Internationally renowned environmentalist and feminist Vandana Shiva offered her perspective on the college’s 2017–18 intellectual theme, “Who We Are,” during the 2018 Dawley Memorial Lecture, sponsored by the Alan Dawley Center for the Study of Social Justice on Thursday, April 12.
Shiva, who has a PhD in quantum physics and is a recipient of the Alternative Nobel Prize, is an advocate for food justice, biodiverse agriculture, and small farms. Her talk, “The Transnational Politics of Science, Seeds, Power, and Gender,” examined the many ways humans and communities are linked, no matter how different they seem.
“Everything is interconnected; everything is potential, in the making,” said Shiva.

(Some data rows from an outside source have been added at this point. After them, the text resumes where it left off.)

use super::*;

fn font(bytes: &[u8]) -> Arc<Vec<u8>> {
    Arc::new(bytes.to_vec())
}

fn mono() -> LoadedFont {
    LoadedFont {
        family: "Mono".to_string(),
        bytes: Arc::new(std::fs::read("tests/data/fonts/DejaVuSansMono.ttf").unwrap()),
    }
}

#[test]
fn resolve_prefers_exact_family_then_first() {
    let mut set = FontSet::new();
    assert!(set.resolve("Inter").is_none());

    set.push("Playfair Display", font(b"a"));
    set.push("Inter", font(b"b"));
    assert_eq!(set.resolve("inter").unwrap().family, "Inter");
    assert_eq!(set.resolve("Missing").unwrap().family, "Playfair Display");
    assert!(set.contains("INTER"));
    assert!(!set.contains("Missing"));
}

#[test]
fn push_replaces_existing_family() {
    let mut set = FontSet::new();
    set.push("Inter", font(b"old"));
    set.push("Inter", font(b"new"));
    assert_eq!(set.len(), 1);
    assert_eq!(set.resolve("Inter").unwrap().bytes.as_slice(), b"new");
    assert_eq!(set.families().collect::<Vec<_>>(), ["Inter"]);
}

#[test]
fn layout_rejects_garbage_font_bytes() {
    let mut engine = TextLayoutEngine::new();
    let bogus = LoadedFont {
        family: "Bogus".to_string(),
        bytes: font(b"not a font"),
    };
    assert!(
        engine
            .layout_line("Paris", &bogus, 24.0, 0.0, TextBrushRgba8::default())
            .is_err()
    );
}

#[test]
fn layout_rejects_non_positive_sizes() {
    let mut engine = TextLayoutEngine::new();
    let any = LoadedFont {
        family: "Any".to_string(),
        bytes: font(b""),
    };
    let err = engine
        .layout_line("x", &any, 0.0, 0.0, TextBrushRgba8::default())
        .err()
        .unwrap();
    assert!(err.to_string().contains("text size"));
}

#[test]
fn brush_from_color() {
    let b = TextBrushRgba8::from(Color::rgba(1, 2, 3, 4));
    assert_eq!((b.r, b.g, b.b, b.a), (1, 2, 3, 4));
}

#[test]
fn real_font_lays_out_with_its_advances() {
    let mut engine = TextLayoutEngine::new();
    let layout = engine
        .layout_line("Paris", &mono(), 32.0, 0.0, TextBrushRgba8::default())
        .unwrap();
    // DejaVu Sans Mono advances are 1233/2048 em.
    let expected = 5.0 * 32.0 * 1233.0 / 2048.0;
    assert!((layout.width() - expected).abs() < 1.0, "{}", layout.width());
    assert_eq!(layout.lines().count(), 1);
}

#[test]
fn letter_spacing_widens_the_line() {
    let mut engine = TextLayoutEngine::new();
    let font = mono();
    let tight = engine
        .layout_line("Paris", &font, 32.0, 0.0, TextBrushRgba8::default())
        .unwrap()
        .width();
    let loose = engine
        .layout_line("Paris", &font, 32.0, 10.0, TextBrushRgba8::default())
        .unwrap()
        .width();
    let added = loose - tight;
    assert!((39.0..=51.0).contains(&added), "{added}");
}

#[test]
fn bundled_font_always_shapes() {
    let fallback = fallback_font();
    assert_eq!(fallback.family, FALLBACK_FAMILY);
    assert!(Arc::ptr_eq(&fallback.bytes, &fallback_font().bytes));

    let mut engine = TextLayoutEngine::new();
    let layout = engine
        .layout_line("Paris", &fallback, 24.0, 0.0, TextBrushRgba8::default())
        .unwrap();
    assert!(layout.width() > 0.0);
}

#[test]
fn missing_lists_requested_families_without_a_match() {
    let mut set = FontSet::new();
    set.push("Inter", font(b"a"));
    let requested = ["inter".to_owned(), "Lora".to_owned(), "Playfair".to_owned()];
    assert_eq!(set.missing(&requested), ["Lora", "Playfair"]);
    assert!(set.missing(&requested[..1]).is_empty());
}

Who we are is connected to how we see ourselves, and she asserts that the way we see ourselves is connected to—of all things—food.
“We are what we eat,” she said. “Food is so important. It is a gift of the sun, the soil, the earth; it is a co-creation of all these things.” She stressed the importance of showing respect for what we eat, as we, too, are part of nature.
Shiva offered some advice on creating a daily routine that is respectful of the earth. “Eating is the most basic act we do every day,” she said. “Think about where your food comes from.” She encouraged listeners to try to eat organically as often as possible. “There is no separation between the health of the planet and our health.”
Shiva is the founder of of Navdanya, an Indian-based organization that protects biodiversity and promotes organic farming. Most traditional small farmers in rural India are women, making it all the more important to work to against the patriarchal narrative still so prominent in many aspects of modern society.